• **What this task involves**:
Stop at the line containing "use std::error::Error;": every line of the listing from the first up to that one must be set down exactly.

[Opening Material supplied section]

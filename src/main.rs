// Copyright (C) 2026 Michael Wilson <mike@mdwn.dev>
//
// This program is free software: you can redistribute it and/or modify it under
// the terms of the GNU General Public License as published by the Free Software
// Foundation, version 3.
//
// This program is distributed in the hope that it will be useful, but WITHOUT
// ANY WARRANTY; without even the implied warranty of MERCHANTABILITY or FITNESS
// FOR A PARTICULAR PURPOSE. See the GNU General Public License for more details.
//
// You should have received a copy of the GNU General Public License along with
// this program. If not, see <https://www.gnu.org/licenses/>.
//
use std::error::Error;
use std::path::PathBuf;
use std::sync::Arc;
use std::time::Duration;

use chamberlin::audio;
use chamberlin::config;
use chamberlin::engine::VoiceEngine;
use chamberlin::loader::FileFetcher;
use clap::{crate_version, Parser, Subcommand};
use duration_string::DurationString;
use tracing_subscriber::EnvFilter;

/// Played when no keys are given on the command line.
const DEFAULT_CHORD: [i64; 5] = [30, 44, 59, 64, 68];

#[derive(Parser)]
#[clap(
    author = "Michael Wilson",
    version = crate_version!(),
    about = "A pitch-shifting sample player."
)]
struct Cli {
    #[clap(subcommand)]
    command: Commands,
}

#[derive(Subcommand)]
enum Commands {
    /// Prints the note name, frequency and playback rate of every key.
    Keys {
        /// The frequency of A4 (key 49) in Hz.
        #[arg(short, long)]
        reference_frequency: Option<f64>,
        /// The path to the engine config.
        #[arg(short, long)]
        config: Option<PathBuf>,
    },
    /// Lists the available audio output devices.
    Devices {},
    /// Loads a sample and plays keys from it as a chord.
    Play {
        /// The keys to play, 1-88. Defaults to a five note chord.
        keys: Vec<i64>,
        /// The sample to load, as a path or file:// URI. Overrides the config.
        #[arg(short, long)]
        sample: Option<String>,
        /// How long to hold the chord, e.g. 2s or 1500ms.
        #[arg(short, long, default_value = "2s")]
        duration: String,
        /// The path to the engine config.
        #[arg(short, long)]
        config: Option<PathBuf>,
        /// The device name to play through. Overrides the config.
        #[arg(long)]
        device: Option<String>,
    },
}

#[tokio::main]
async fn main() -> Result<(), Box<dyn Error>> {
    tracing_subscriber::fmt()
        .with_env_filter(
            EnvFilter::try_from_default_env().unwrap_or_else(|_| EnvFilter::new("info")),
        )
        .init();

    let cli = Cli::parse();

    match cli.command {
        Commands::Keys {
            reference_frequency,
            config,
        } => {
            let mut config = config::load(config.as_deref())?;
            if let Some(reference_frequency) = reference_frequency {
                config = config.with_reference_frequency(reference_frequency);
            }

            // Nothing is played, so the table doesn't need a real device.
            let engine = VoiceEngine::from_config(
                &config,
                FileFetcher::new(config.sample_rate()),
                Arc::new(audio::mock::Sink::get("mock")),
            )?;
            print!("{}", engine.keyboard_status());
        }
        Commands::Devices {} => {
            let devices = audio::list_devices()?;

            if devices.is_empty() {
                println!("No devices found.");
                return Ok(());
            }

            println!("Devices:");
            for device in devices {
                println!("- {}", device);
            }
        }
        Commands::Play {
            keys,
            sample,
            duration,
            config,
            device,
        } => {
            let mut config = config::load(config.as_deref())?;
            if let Some(sample) = sample {
                config = config.with_sample(&sample);
            }
            if let Some(device) = device {
                config = config.with_device(&device);
            }
            let Some(locator) = config.sample().map(str::to_string) else {
                return Err("no sample given: pass --sample or set sample in the config".into());
            };
            let duration: Duration = DurationString::from_string(duration)?.into();

            let sink = audio::get_sink(&config)?;
            let engine =
                VoiceEngine::from_config(&config, FileFetcher::new(config.sample_rate()), sink)?;
            engine.load_sample(&locator).await?;

            let keys = if keys.is_empty() {
                DEFAULT_CHORD.to_vec()
            } else {
                keys
            };
            let report = engine.play_chord(&keys);
            if report.played().is_empty() {
                return Err("none of the requested keys could be played".into());
            }

            tokio::time::sleep(duration).await;
            engine.stop_all_keys();
        }
    }

    Ok(())
}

[Closing Material supplied section]

• **Exercise response**:
filename src/main.rs
// Copyright (C) 2026 Michael Wilson <mike@mdwn.dev>
//
// This program is free software: you can redistribute it and/or modify it under
// the terms of the GNU General Public License as published by the Free Software
// Foundation, version 3.
//
// This program is distributed in the hope that it will be useful, but WITHOUT
// ANY WARRANTY; without even the implied warranty of MERCHANTABILITY or FITNESS
// FOR A PARTICULAR PURPOSE. See the GNU General Public License for more details.
//
// You should have received a copy of the GNU General Public License along with
// this program. If not, see <https://www.gnu.org/licenses/>.
//
use std::error::Error;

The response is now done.